Me laissant de plus en plus emporté par l'adrénaline qui coulait dans mes veines, j'avançais inévitablement vers la falaise sur laquelle le paresseux se perchait. Comparé aux autres pirates qui prenaient le temps d'affronter et d'achever tous les ennemis autour d'eux, je me contentais de me frayer un chemin tout droit, toujours accompagné par les deux agents de Timuthé. Et je devais avouer qu'il recrutait bien ses membres, ils arrivaient à suivre, tant bien que mal, mon rythme. Remarquez, une fois que j'avais envoyé valser le chasseur qui bloquait la route, il leur suffisait de protéger leurs flancs et d'avancer. Bien que si je voyais bien, des gouttes de sangs perlaient sur leurs bras et leurs jambes. Je les poussais au-delà de leurs limites… Et ce bref moment d'inattention n'était pas bon pour moi non plus, la lame d'un chasseur manqua de me trancher la gorge et finit sa course en arrachant un bout du lobe de mon oreille. Tandis que ce bout de chair tombait au sol, l'importun rejoignit le sable comme tant d'autres.
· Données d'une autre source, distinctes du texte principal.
//! The extension platform, in-process: tabs, their pages, and the
//! lifecycle hooks that inject page agents and clear transcripts.

use std::collections::HashMap;
use std::sync::atomic::{AtomicU64, Ordering};
use std::sync::Arc;
use tokio::sync::Mutex;
use tokio::task::JoinHandle;
use tracing::{debug, info, warn};

use crate::bridge::{Bridge, Relay};
use crate::config::Config;
use crate::error::AssistantError;
use crate::page::document::{PageDocument, SharedDocument};
use crate::page::extract::is_problem_page;
use crate::page::PageAgent;
use crate::popup::session::{SessionManager, TabEvent};
use crate::popup::store::ChatStore;
use crate::protocol::{Action, Origin, Port, Reply, TabId};

struct Tab {
    url: String,
    document: SharedDocument,
    agent: Option<Arc<PageAgent>>,
    /// Held while an agent is being built for this tab.
    injecting: Arc<Mutex<()>>,
}

struct HostInner {
    config: Arc<Config>,
    bridge: Port,
    sessions: SessionManager,
    tabs: Mutex<HashMap<TabId, Tab>>,
    active: parking_lot::Mutex<Option<TabId>>,
    next_tab: AtomicU64,
    bridge_task: JoinHandle<()>,
}

impl Drop for HostInner {
    fn drop(&mut self) {
        self.bridge_task.abort();
    }
}

/// Cheap to clone; every clone drives the same set of tabs.
#[derive(Clone)]
pub struct ExtensionHost {
    inner: Arc<HostInner>,
}

impl ExtensionHost {
    /// Start the bridge. Must be called inside a tokio runtime.
    pub fn new(config: Config, store: Arc<dyn ChatStore>) -> Self {
        let sessions = SessionManager::new(store);
        let (bridge, bridge_task) = Bridge::new(Relay::new())
            .with_sessions(sessions.clone())
            .spawn();
        Self {
            inner: Arc::new(HostInner {
                config: Arc::new(config),
                bridge,
                sessions,
                tabs: Mutex::new(HashMap::new()),
                active: parking_lot::Mutex::new(None),
                next_tab: AtomicU64::new(1),
                bridge_task,
            }),
        }
    }

    pub fn config(&self) -> &Config {
        &self.inner.config
    }

    pub fn sessions(&self) -> &SessionManager {
        &self.inner.sessions
    }

    pub fn bridge(&self) -> Port {
        self.inner.bridge.clone()
    }

    /// Open a new tab on `url` and make it active.
    pub async fn open_tab(&self, url: &str, html: &str) -> TabId {
        let tab = self.inner.next_tab.fetch_add(1, Ordering::Relaxed);
        info!(tab, url, "tab opened");
        self.load(tab, url, html).await;
        self.activate(tab);
        tab
    }

    /// Full navigation: the old page and its agent are gone.
    pub async fn navigate(&self, tab: TabId, url: &str, html: &str) -> Result<(), AssistantError> {
        if !self.inner.tabs.lock().await.contains_key(&tab) {
            return Err(AssistantError::ChannelBroken);
        }
        self.load(tab, url, html).await;
        Ok(())
    }

    /// The page re-rendered itself without a navigation.
    pub async fn mutate(&self, tab: TabId, html: &str) -> Result<(), AssistantError> {
        let document = self.document(tab).await.ok_or(AssistantError::ChannelBroken)?;
        document.lock().replace_all(html);
        Ok(())
    }

    pub async fn close_tab(&self, tab: TabId) {
        if let Some(state) = self.inner.tabs.lock().await.remove(&tab) {
            if let Some(agent) = state.agent {
                agent.shutdown();
            }
        }
        {
            let mut active = self.inner.active.lock();
            if *active == Some(tab) {
                *active = None;
            }
        }
        info!(tab, "tab closed");
        self.tab_event(TabEvent::Removed { tab }).await;
    }

    pub fn activate(&self, tab: TabId) {
        *self.inner.active.lock() = Some(tab);
    }

    pub fn active_tab(&self) -> Option<TabId> {
        *self.inner.active.lock()
    }

    pub async fn tab_url(&self, tab: TabId) -> Option<String> {
        self.inner.tabs.lock().await.get(&tab).map(|t| t.url.clone())
    }

    pub async fn document(&self, tab: TabId) -> Option<SharedDocument> {
        self.inner.tabs.lock().await.get(&tab).map(|t| t.document.clone())
    }

    pub async fn agent(&self, tab: TabId) -> Option<Arc<PageAgent>> {
        self.inner.tabs.lock().await.get(&tab).and_then(|t| t.agent.clone())
    }

    /// Make sure `tab` has a page agent. A second call is a no-op.
    ///
    /// The tab table is not held while the agent starts up, so a slow bridge
    /// only stalls this tab.
    pub async fn inject(&self, tab: TabId) -> Result<Arc<PageAgent>, AssistantError> {
        loop {
            let (document, gate) = {
                let tabs = self.inner.tabs.lock().await;
                let state = tabs.get(&tab).ok_or(AssistantError::ChannelBroken)?;
                if let Some(agent) = &state.agent {
                    debug!(tab, "page agent already present");
                    return Ok(agent.clone());
                }
                (state.document.clone(), state.injecting.clone())
            };

            let _building = gate.lock().await;
            if let Some(agent) = self.agent(tab).await {
                return Ok(agent);
            }

            let agent = Arc::new(
                PageAgent::inject(
                    tab,
                    document.clone(),
                    self.inner.bridge.clone(),
                    self.inner.config.clone(),
                )
                .await,
            );

            let mut tabs = self.inner.tabs.lock().await;
            let Some(state) = tabs.get_mut(&tab) else {
                agent.shutdown();
                return Err(AssistantError::ChannelBroken);
            };
            if !Arc::ptr_eq(&state.document, &document) {
                debug!(tab, "page replaced during injection, starting over");
                agent.shutdown();
                continue;
            }
            state.agent = Some(agent.clone());
            return Ok(agent);
        }
    }

    /// Deliver an action to the tab's page agent and wait for the answer.
    /// A tab without an agent has nobody to receive it.
    pub async fn send_to_tab(
        &self,
        tab: TabId,
        origin: Origin,
        action: Action,
    ) -> Result<Reply, AssistantError> {
        let port = self
            .agent(tab)
            .await
            .map(|agent| agent.port())
            .ok_or(AssistantError::ChannelBroken)?;
        port.request(origin, action, self.inner.config.reply_timeout())
            .await
    }

    /// The toolbar button.
    pub async fn click_action(&self, tab: TabId) -> Result<(), AssistantError> {
        self.send_to_tab(tab, Origin::Background, Action::ToggleSidebar)
            .await
            .map(|_| ())
    }

    async fn load(&self, tab: TabId, url: &str, html: &str) {
        self.tab_event(TabEvent::Loading {
            tab,
            url: url.to_string(),
        })
        .await;

        {
            let mut tabs = self.inner.tabs.lock().await;
            let previous = tabs.insert(
                tab,
                Tab {
                    url: url.to_string(),
                    document: PageDocument::shared(url, html),
                    agent: None,
                    injecting: Arc::new(Mutex::new(())),
                },
            );
            if let Some(agent) = previous.and_then(|t| t.agent) {
                agent.shutdown();
            }
        }

        self.tab_event(TabEvent::Complete {
            tab,
            url: url.to_string(),
        })
        .await;
    }

    async fn tab_event(&self, event: TabEvent) {
        if let Err(e) = self.inner.sessions.handle_tab_event(&event).await {
            warn!(tab = event.tab(), error = %e, "tab event handling failed");
        }
        if let TabEvent::Complete { tab, url } = &event {
            if is_problem_page(url) {
                if let Err(e) = self.inject(*tab).await {
                    warn!(tab, error = %e, "failed to inject page agent");
                }
            }
        }
    }
}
L'attention, voilà la chose la plus importante sur un champ de bataille. Dans un duel, c'était le plus puissant, le plus agile et le plus rusé qui l'emportait. Mais dans une guerre, c'est comme une partie d'échec, il n'y a que la concentration qui prime. C'est le premier qui la relâche qui tombe. Tout comme ce bout d'oreille, prix pour avoir voulu connaître l'état de mes gardes du corps. Ici, c'était chacun pour soi, il fallait penser à sa propre vie et ne regardait que devant soi, que ses ennemis. Un jeu auquel Midas devait être un champion, mais sa couronne de roi ne tiendra pas éternellement.
Arrivant devant le chemin qui menait à ma cible, je reprenais ma respiration tandis que les agents arrivèrent à mon niveau. Devant nous, plusieurs chasseurs nous barrèrent la route, ultime obstacle avant Midas. Il couvrait toujours ses arrières… Ravalant ma salive, je repris ma garde à deux mains, prêt à reprendre cette lutte incessante, au moment où la terre se mit à trembler. Le souffle d'une explosion monumentale était perceptible de la plage, l'inclinaison de la chute de la pluie changeant un bref instant. Le bruit de cette déflagration marqua une petite pause dans la bataille. Surpassant les cris, un silence interrogateur s'installa. Mais celui-ci fut éphémère, et très vite les belligérants brisèrent ce court moment de paix pour reprendre là où ils en étaient.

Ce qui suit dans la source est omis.